Abstract

Between the late nineteenth and early twentieth centuries, Britain experienced a wave of xenophobia against a single ethnic minority, the Chinese, that would become known as the Yellow Peril. Britain was not alone in experiencing this phenomenon, but compared to the more documented example of the Peril in North America, the British example has been far less documented. Initially reflecting international notions of the Yellow Peril, such as fears over mass immigration from Asia into the West, at its heart the British example reflected local concerns vis-a-vis the recently emerged Chinese communities. The following article will present a discussion on the exclusively Sinocentric British experience of the Yellow Peril and document how despite their minute numbers, the Chinese would bear the brunt of Britain's alien xenophobia during the period. It will examine how their visible and cultural differences signalled them to become scapegoats for a host of social, labour and political issues.

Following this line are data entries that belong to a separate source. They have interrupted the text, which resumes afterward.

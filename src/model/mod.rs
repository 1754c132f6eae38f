//! Domain types for token key operations
//!
//! These wrap provider primitives (session ids, object handles, mechanism
//! numbers) so they cannot be mixed up, and carry the algorithm table the
//! sign and decrypt paths share.

mod algorithm;
mod hash;
mod locator;
mod session;

pub use algorithm::{
    AlgorithmError, AlgorithmProfile, DigestPolicy, KeyAlgorithm, Mechanism, PROFILES,
};
pub use hash::{HashAlgorithm, HashAlgorithmError};
pub use locator::{InfoKind, LocatorError, LocatorInfo, ObjectKind};
pub use session::{ImportFlags, KeyOptions, LoginMode, ObjectHandle, SessionId};
use std::time::Duration;
use thiserror::Error;
use tokio_tungstenite::tungstenite;

/// Errors that can occur while monitoring the signal channel and log resource.
#[derive(Error, Debug)]
pub enum MonitorError {
    /// WebSocket protocol error (handshake failed, abrupt close, invalid frame, etc.)
    #[error("WebSocket error: {0}")]
    WebSocket(#[from] tungstenite::Error),

    /// General connection error with descriptive message
    #[error("Connection error: {0}")]
    Connection(String),

    /// Inbound frame that is not a well-typed signal payload
    #[error("Invalid frame: {0}")]
    InvalidFrame(String),

    /// Options rejected during validation
    #[error("Configuration error: {0}")]
    Config(String),

    /// JSON serialization/deserialization error
    #[error("Serialization error: {0}")]
    Serialization(#[from] serde_json::Error),

    /// HTTP transport error while fetching the log resource
    #[error("HTTP error: {0}")]
    Http(#[from] reqwest::Error),

    /// Log resource answered with a non-success status
    #[error("HTTP status {status} from {url}")]
    HttpStatus { status: u16, url: String },

    /// URL parsing error (malformed endpoint URL)
    #[error("URL parse error: {0}")]
    UrlParse(#[from] url::ParseError),

    /// A request did not complete within its deadline
    #[error("Timed out after {0:?}")]
    Timeout(Duration),

    /// The component's background task is gone
    #[error("Component closed")]
    Closed,
}

/// Convenience type alias for `Result<T, MonitorError>`.
pub type Result<T> = std::result::Result<T, MonitorError>;
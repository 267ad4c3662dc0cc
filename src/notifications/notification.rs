use chrono::{DateTime, Utc};
use serde::{Deserialize, Serialize};
use uuid::Uuid;

/// Severity class shown to the operator
#[derive(Debug, Clone, Copy, PartialEq, Eq, Hash, Serialize, Deserialize)]
#[serde(rename_all = "lowercase")]
pub enum NotificationKind {
    Error,
    Warning,
    Success,
    Alert,
}

/// A transient operator-facing message
#[derive(Debug, Clone, PartialEq, Serialize, Deserialize)]
pub struct Notification {
    pub id: Uuid,
    pub kind: NotificationKind,
    pub message: String,
    pub created_at: DateTime<Utc>,
}

impl Notification {
    pub fn new(kind: NotificationKind, message: impl Into<String>) -> Self {
        Self {
            id: Uuid::new_v4(),
            kind,
            message: message.into(),
            created_at: Utc::now(),
        }
    }
}
use crate::logs::{LogEntry, LogSource};
use crate::types::{MonitorError, Result};
use futures::FutureExt;
use futures::future::BoxFuture;
use std::time::Duration;
use url::Url;

/// Fetches the log window over HTTP GET
pub struct HttpLogSource {
    client: reqwest::Client,
    url: Url,
}

impl HttpLogSource {
    /// `entry_cap` is forwarded as the `limit` query parameter; the server
    /// decides how many entries actually come back. Every request is abandoned
    /// after `request_timeout`.
    pub fn new(base_url: &str, entry_cap: usize, request_timeout: Duration) -> Result<Self> {
        let mut url = Url::parse(base_url)?;
        url.query_pairs_mut()
            .append_pair("limit", &entry_cap.to_string());

        let client = reqwest::Client::builder()
            .timeout(request_timeout)
            .build()?;

        Ok(Self { client, url })
    }

    pub fn url(&self) -> &Url {
        &self.url
    }

    async fn fetch_entries(&self) -> Result<Vec<LogEntry>> {
        let response = self
            .client
            .get(self.url.clone())
            .header("Accept", "application/json")
            .send()
            .await?;

        if !response.status().is_success() {
            return Err(MonitorError::HttpStatus {
                status: response.status().as_u16(),
                url: self.url.to_string(),
            });
        }

        let entries = response.json::<Vec<LogEntry>>().await?;
        tracing::debug!("Fetched {} log entries from {}", entries.len(), self.url);
        Ok(entries)
    }
}

impl LogSource for HttpLogSource {
    fn fetch(&self) -> BoxFuture<'_, Result<Vec<LogEntry>>> {
        self.fetch_entries().boxed()
    }
}
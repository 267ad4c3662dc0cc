use crate::types::{MonitorError, Result};
use futures::future::BoxFuture;
use futures::stream::BoxStream;
use futures::{FutureExt, Sink, SinkExt, StreamExt};
use std::pin::Pin;
use tokio_tungstenite::tungstenite::Message;

pub type LinkSink = Pin<Box<dyn Sink<Message, Error = MonitorError> + Send>>;
pub type LinkStream = BoxStream<'static, Result<Message>>;

/// Both halves of an open channel
pub struct Link {
    pub sink: LinkSink,
    pub stream: LinkStream,
}

/// Opens links to the endpoint. The connection manager owns reconnect
/// policy; a connector only performs one attempt per call.
pub trait Connector: Send + Sync + 'static {
    fn open(&self, endpoint: &str) -> BoxFuture<'static, Result<Link>>;
}

/// Connector backed by `tokio-tungstenite`
#[derive(Debug, Clone, Copy, Default)]
pub struct WebSocketConnector;

impl Connector for WebSocketConnector {
    fn open(&self, endpoint: &str) -> BoxFuture<'static, Result<Link>> {
        let endpoint = endpoint.to_string();
        async move {
            tracing::debug!("Opening WebSocket connection to: {}", endpoint);
            let (ws_stream, response) = tokio_tungstenite::connect_async(endpoint.as_str()).await?;
            tracing::debug!("WebSocket handshake completed ({})", response.status());

            let (write_half, read_half) = ws_stream.split();
            Ok(Link {
                sink: Box::pin(write_half.sink_map_err(MonitorError::from)),
                stream: read_half.map(|msg| msg.map_err(MonitorError::from)).boxed(),
            })
        }
        .boxed()
    }
}
use super::LogEntry;
use crate::types::Result;
use futures::future::BoxFuture;

/// Request/response access to the historical log window.
///
/// Implementations return the server's current window as-is; callers never
/// merge or trim it.
pub trait LogSource: Send + Sync + 'static {
    fn fetch(&self) -> BoxFuture<'_, Result<Vec<LogEntry>>>;
}
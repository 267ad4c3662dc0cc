use super::{InboundFrame, SignalKey};
use chrono::{DateTime, Utc};
use serde::Serialize;

/// Logical value of every signal. All six are always populated and start
/// out `false`.
#[derive(Debug, Clone, Copy, Default, PartialEq, Eq, Hash)]
pub struct SignalSet {
    values: [bool; SignalKey::COUNT],
}

impl SignalSet {
    pub fn get(&self, key: SignalKey) -> bool {
        self.values[key.index()]
    }

    pub fn with(mut self, key: SignalKey, value: bool) -> Self {
        self.values[key.index()] = value;
        self
    }

    /// All signals in canonical order
    pub fn iter(&self) -> impl Iterator<Item = (SignalKey, bool)> + '_ {
        SignalKey::ALL
            .into_iter()
            .map(move |key| (key, self.get(key)))
    }

    /// Signals that are currently logically true, in canonical order
    pub fn active(&self) -> Vec<SignalKey> {
        self.iter()
            .filter_map(|(key, value)| value.then_some(key))
            .collect()
    }
}

impl Serialize for SignalSet {
    fn serialize<S: serde::Serializer>(&self, serializer: S) -> Result<S::Ok, S::Error> {
        use serde::ser::SerializeMap;
        let mut map = serializer.serialize_map(Some(SignalKey::COUNT))?;
        for (key, value) in self.iter() {
            map.serialize_entry(key.as_str(), &value)?;
        }
        map.end()
    }
}

/// Maps a frame onto logical signal values and reports which signals went
/// from inactive to active relative to `previous`.
///
/// Direct fields are copied verbatim; the two inverted fields are negated.
/// Transitions are reported in canonical key order. `previous` is left
/// untouched.
pub fn apply(previous: &SignalSet, frame: &InboundFrame) -> (SignalSet, Vec<SignalKey>) {
    let mut next = SignalSet::default();
    for key in SignalKey::ALL {
        let wire = frame.wire_value(key);
        next.values[key.index()] = if key.is_inverted() { !wire } else { wire };
    }

    let activated = SignalKey::ALL
        .into_iter()
        .filter(|&key| !previous.get(key) && next.get(key))
        .collect();

    (next, activated)
}

/// Owner of the authoritative signal state
#[derive(Debug, Default)]
pub struct SignalStore {
    current: SignalSet,
    last_timestamp: Option<DateTime<Utc>>,
}

impl SignalStore {
    pub fn new() -> Self {
        Self::default()
    }

    /// Applies a validated frame; returns the signals that just became active
    pub fn ingest(&mut self, frame: &InboundFrame) -> Vec<SignalKey> {
        let (next, activated) = apply(&self.current, frame);
        self.current = next;
        self.last_timestamp = Some(frame.timestamp);
        activated
    }

    pub fn snapshot(&self) -> SignalSet {
        self.current
    }

    /// Controller timestamp of the last applied frame
    pub fn last_timestamp(&self) -> Option<DateTime<Utc>> {
        self.last_timestamp
    }
}
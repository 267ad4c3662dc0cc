use signal_monitor_rs::{MonitorOptions, SignalMonitor};

#[tokio::main]
async fn main() -> Result<(), Box<dyn std::error::Error>> {
    // Load environment variables
    dotenvy::dotenv().ok();

    // Initialize tracing
    tracing_subscriber::fmt::init();

    let endpoint = std::env::var("SIGNAL_ENDPOINT")
        .unwrap_or_else(|_| "ws://localhost:8080/ws/signals".to_string());
    let mut options = MonitorOptions::new(endpoint);
    options.logs.url = std::env::var("LOG_URL").ok();

    let monitor = SignalMonitor::new(options)?;
    let mut status = monitor.subscribe_status();
    let mut signals = monitor.subscribe_signals();
    let mut notifications = monitor.subscribe_notifications();

    println!("Starting signal monitor...");
    monitor.start()?;

    loop {
        tokio::select! {
            _ = tokio::signal::ctrl_c() => break,
            Ok(()) = status.changed() => {
                let status = status.borrow_and_update().clone();
                println!("[{}] {} (attempts: {})", status.state, status.message, status.attempts);
            }
            Ok(()) = signals.changed() => {
                let active = signals.borrow_and_update().active();
                println!("Active signals: {:?}", active);
            }
            Ok(()) = notifications.changed() => {
                for notification in notifications.borrow_and_update().iter() {
                    println!("  {:?}: {}", notification.kind, notification.message);
                }
            }
        }
    }

    println!("Stopping...");
    monitor.stop().await?;
    println!("Stopped!");

    Ok(())
}
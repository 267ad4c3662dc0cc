use super::{FrameRouter, SignalMonitor};
use crate::config::MonitorOptions;
use crate::connection::{ConnectionManager, Connector, WebSocketConnector};
use crate::infrastructure::{HttpLogSource, TaskManager};
use crate::logs::{LogPoller, LogSource};
use crate::notifications::NotificationQueue;
use crate::signals::SignalSet;
use crate::types::Result;
use std::sync::Arc;
use tokio::sync::{mpsc, watch};

/// Builder for [`SignalMonitor`] that validates options and wires the components
pub struct SignalMonitorBuilder {
    options: MonitorOptions,
    connector: Option<Arc<dyn Connector>>,
    log_source: Option<Arc<dyn LogSource>>,
}

impl SignalMonitorBuilder {
    /// Create a new builder; fails if the options do not validate
    pub fn new(options: MonitorOptions) -> Result<Self> {
        options.validate()?;
        Ok(Self {
            options,
            connector: None,
            log_source: None,
        })
    }

    /// Replace the WebSocket transport
    pub fn with_connector(mut self, connector: Arc<dyn Connector>) -> Self {
        self.connector = Some(connector);
        self
    }

    /// Replace the HTTP log resource; enables polling even without a log URL
    pub fn with_log_source(mut self, source: Arc<dyn LogSource>) -> Self {
        self.log_source = Some(source);
        self
    }

    /// Build the monitor and spawn its background tasks (still `Idle` until
    /// [`SignalMonitor::start`]). Must be called inside a tokio runtime.
    pub fn build(self) -> Result<SignalMonitor> {
        let options = self.options;

        let log_source = match (self.log_source, &options.logs.url) {
            (Some(source), _) => Some(source),
            (None, Some(url)) => {
                // A request never outlives one polling period
                let source: Arc<dyn LogSource> = Arc::new(HttpLogSource::new(
                    url,
                    options.logs.entry_cap,
                    options.logs.poll_interval(),
                )?);
                Some(source)
            }
            (None, None) => None,
        };

        let connector = self
            .connector
            .unwrap_or_else(|| Arc::new(WebSocketConnector));

        let notifications = NotificationQueue::new(options.notifications.clone());
        let (connection, events) = ConnectionManager::spawn(options.channel.clone(), connector);

        let (signals_tx, signals_rx) = watch::channel(SignalSet::default());
        let router = FrameRouter::new(notifications.clone(), signals_tx);

        let (drains, drain_requests) = mpsc::unbounded_channel();
        let mut tasks = TaskManager::new();
        tasks.spawn("router", router.run(events, drain_requests));

        let logs = log_source.map(|source| LogPoller::new(source, notifications.clone()));
        if logs.is_none() {
            tracing::info!("No log resource configured, log polling disabled");
        }

        Ok(SignalMonitor {
            options,
            connection,
            notifications,
            logs,
            signals: signals_rx,
            drains,
            _tasks: tasks,
        })
    }
}
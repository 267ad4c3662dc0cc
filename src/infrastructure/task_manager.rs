use std::collections::HashMap;
use std::future::Future;
use std::hash::Hash;
use tokio::task::JoinHandle;

/// Owns background tasks by key so every one of them keeps a cancel path.
///
/// Dropping the manager aborts whatever is still tracked.
pub struct TaskManager<K: Eq + Hash> {
    handles: HashMap<K, JoinHandle<()>>,
}

impl<K: Eq + Hash> TaskManager<K> {
    /// Create a new empty task manager
    pub fn new() -> Self {
        Self {
            handles: HashMap::new(),
        }
    }

    /// Spawn a task and track it under `key`, aborting any task already there
    pub fn spawn<F>(&mut self, key: K, future: F)
    where
        F: Future<Output = ()> + Send + 'static,
    {
        let handle = tokio::spawn(future);
        if let Some(previous) = self.handles.insert(key, handle) {
            previous.abort();
        }
    }

    /// Abort the task tracked under `key`. Returns whether one was tracked.
    pub fn abort(&mut self, key: &K) -> bool {
        match self.handles.remove(key) {
            Some(handle) => {
                handle.abort();
                true
            }
            None => false,
        }
    }

    /// Stop tracking a task that completed on its own
    pub fn forget(&mut self, key: &K) {
        self.handles.remove(key);
    }

    pub fn len(&self) -> usize {
        self.handles.len()
    }

    pub fn is_empty(&self) -> bool {
        self.handles.is_empty()
    }

    /// Abort all tasks without waiting
    pub fn abort_all(&mut self) {
        for (_, handle) in self.handles.drain() {
            handle.abort();
        }
    }
}

impl<K: Eq + Hash> Default for TaskManager<K> {
    fn default() -> Self {
        Self::new()
    }
}

impl<K: Eq + Hash> Drop for TaskManager<K> {
    fn drop(&mut self) {
        self.abort_all();
    }
}
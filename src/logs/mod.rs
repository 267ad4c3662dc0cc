pub mod entry;
pub mod poller;
pub mod source;

pub use entry::{LogEntry, LogLevel};
pub use poller::LogPoller;
pub use source::LogSource;
use chrono::{DateTime, Utc};
use serde::{Deserialize, Serialize};

/// Classification the server assigns to a log entry
#[derive(Debug, Clone, Copy, PartialEq, Eq, Hash, Serialize, Deserialize)]
#[serde(rename_all = "lowercase")]
pub enum LogLevel {
    Error,
    Warning,
    Success,
    Info,
}

/// One row of the historical log window
#[derive(Debug, Clone, PartialEq, Serialize, Deserialize)]
pub struct LogEntry {
    pub id: u64,
    pub timestamp: DateTime<Utc>,
    pub event: String,
    pub status: String,
    pub level: LogLevel,
}
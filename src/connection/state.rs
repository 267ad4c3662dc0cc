use serde::{Deserialize, Serialize};
use std::fmt;

/// Lifecycle of the signal channel.
///
/// `Failed` is terminal: only an explicit reset leaves it.
#[derive(Debug, Clone, Copy, PartialEq, Eq, Hash, Serialize, Deserialize)]
#[serde(rename_all = "snake_case")]
pub enum ConnectionState {
    Idle,
    Connecting,
    Connected,
    Reconnecting,
    Failed,
}

impl ConnectionState {
    pub fn as_str(&self) -> &'static str {
        match self {
            Self::Idle => "idle",
            Self::Connecting => "connecting",
            Self::Connected => "connected",
            Self::Reconnecting => "reconnecting",
            Self::Failed => "failed",
        }
    }
}

impl fmt::Display for ConnectionState {
    fn fmt(&self, f: &mut fmt::Formatter<'_>) -> fmt::Result {
        f.write_str(self.as_str())
    }
}

/// Why the link is going away; decides whether a reconnect is scheduled
#[derive(Debug, Clone, Copy, PartialEq, Eq)]
pub enum CloseIntent {
    /// The owner asked for the close; never reconnect
    UserRequested,
    /// Transport error, server close or heartbeat timeout; reconnect with backoff
    Unexpected,
}

/// Snapshot of the channel as shown to the operator
#[derive(Debug, Clone, PartialEq, Eq, Serialize)]
pub struct ConnectionStatus {
    pub state: ConnectionState,
    pub message: String,
    /// Failures in the current episode
    pub attempts: u32,
}

impl Default for ConnectionStatus {
    fn default() -> Self {
        Self {
            state: ConnectionState::Idle,
            message: "Idle".to_string(),
            attempts: 0,
        }
    }
}

/// Everything the connection reports, in the order it happened
#[derive(Debug, Clone, PartialEq, Eq)]
pub enum ConnectionEvent {
    /// An application text frame (heartbeat replies are never delivered)
    Frame(String),
    /// A state transition with a human-readable description
    Status {
        state: ConnectionState,
        message: String,
    },
    /// Reconnect-attempt count, sent right after every `Status`
    Attempts(u32),
}
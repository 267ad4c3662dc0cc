use super::session::{Command, Session};
use super::state::{ConnectionEvent, ConnectionState, ConnectionStatus};
use super::transport::Connector;
use crate::config::ChannelConfig;
use crate::types::{MonitorError, Result};
use std::sync::Arc;
use tokio::sync::{mpsc, oneshot, watch};

/// Handle to one logical channel to the controller.
///
/// The channel itself lives in a background session task which owns the
/// socket, the heartbeat and the reconnect timer. Handles are cheap to clone;
/// when the last one is dropped the session closes the link the same way
/// [`disconnect`](Self::disconnect) does.
///
/// Everything the session observes is reported, in order, on the
/// [`ConnectionEvent`] receiver returned by [`spawn`](Self::spawn).
#[derive(Clone)]
pub struct ConnectionManager {
    commands: mpsc::UnboundedSender<Command>,
    status: watch::Receiver<ConnectionStatus>,
}

impl ConnectionManager {
    /// Starts the session task in `Idle`. Must be called inside a tokio runtime.
    pub fn spawn(
        config: ChannelConfig,
        connector: Arc<dyn Connector>,
    ) -> (Self, mpsc::UnboundedReceiver<ConnectionEvent>) {
        let (commands_tx, commands_rx) = mpsc::unbounded_channel();
        let (events_tx, events_rx) = mpsc::unbounded_channel();
        let (status_tx, status_rx) = watch::channel(ConnectionStatus::default());

        let session = Session::new(config, connector, commands_rx, events_tx, status_tx);
        tokio::spawn(session.run());

        (
            Self {
                commands: commands_tx,
                status: status_rx,
            },
            events_rx,
        )
    }

    /// Opens the channel. No-op while connecting or connected; ignored once
    /// the manager has failed permanently (see [`reset`](Self::reset)).
    pub fn connect(&self) -> Result<()> {
        self.commands
            .send(Command::Connect)
            .map_err(|_| MonitorError::Closed)
    }

    /// Closes the channel for good: cancels every pending timer and never
    /// schedules a reconnect. Idempotent.
    ///
    /// Resolves once the session has processed the request, so no timer
    /// armed before the call can act afterwards.
    pub async fn disconnect(&self) -> Result<()> {
        let (done_tx, done_rx) = oneshot::channel();
        self.commands
            .send(Command::Disconnect(done_tx))
            .map_err(|_| MonitorError::Closed)?;
        done_rx.await.map_err(|_| MonitorError::Closed)
    }

    /// Manual restart: closes any link, clears the attempt counter and
    /// returns to `Idle`, including from `Failed`.
    pub async fn reset(&self) -> Result<()> {
        let (done_tx, done_rx) = oneshot::channel();
        self.commands
            .send(Command::Reset(done_tx))
            .map_err(|_| MonitorError::Closed)?;
        done_rx.await.map_err(|_| MonitorError::Closed)
    }

    pub fn status(&self) -> ConnectionStatus {
        self.status.borrow().clone()
    }

    pub fn state(&self) -> ConnectionState {
        self.status.borrow().state
    }

    /// Failures in the current episode
    pub fn attempts(&self) -> u32 {
        self.status.borrow().attempts
    }

    pub fn is_connected(&self) -> bool {
        self.state() == ConnectionState::Connected
    }

    pub fn subscribe(&self) -> watch::Receiver<ConnectionStatus> {
        self.status.clone()
    }
}
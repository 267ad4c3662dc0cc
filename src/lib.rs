//! # Signal Monitor
//!
//! Resilient ingestion of industrial alarm signals over a WebSocket channel,
//! with self-expiring operator notifications and a periodically refreshed
//! historical log.
//!
//! ## Example
//!
//! ```no_run
//! use signal_monitor_rs::{MonitorOptions, SignalMonitor};
//!
//! #[tokio::main]
//! async fn main() -> Result<(), Box<dyn std::error::Error>> {
//!     let mut options = MonitorOptions::new("wss://plant.example/ws/signals");
//!     options.logs.url = Some("https://plant.example/api/logs".to_string());
//!
//!     let monitor = SignalMonitor::new(options)?;
//!     monitor.start()?;
//!
//!     let mut status = monitor.subscribe_status();
//!     while status.changed().await.is_ok() {
//!         println!("{}", status.borrow().message);
//!     }
//!     Ok(())
//! }
//! ```

pub mod config;
pub mod connection;
pub mod infrastructure;
pub mod logs;
pub mod monitor;
pub mod notifications;
pub mod signals;
pub mod types;

pub use config::{ChannelConfig, LogPollerConfig, MonitorOptions, NotificationConfig};
pub use connection::{
    ConnectionEvent, ConnectionManager, ConnectionState, ConnectionStatus, Connector,
    WebSocketConnector,
};
pub use logs::{LogEntry, LogLevel, LogPoller, LogSource};
pub use monitor::{SignalMonitor, SignalMonitorBuilder};
pub use notifications::{Notification, NotificationKind, NotificationQueue};
pub use signals::{InboundFrame, SignalKey, SignalSet};
pub use types::{MonitorError, Result};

It will also mention how these same differences led to a mystique developing around their communities, spawning a uniquely British aspect of the Yellow Peril, that of the popular pulp fiction of the time, most notably the Dr Fu Manchu stories. This article will also argue that despite the uniqueness of the British experience, it nonetheless would not have developed in isolation without the international aspects of the Peril feeding into the local debate. Ultimately, it was the outside stimulus of the First World War and associated post-war settlements that would signal the end of the British Yellow Peril in the early twentieth century.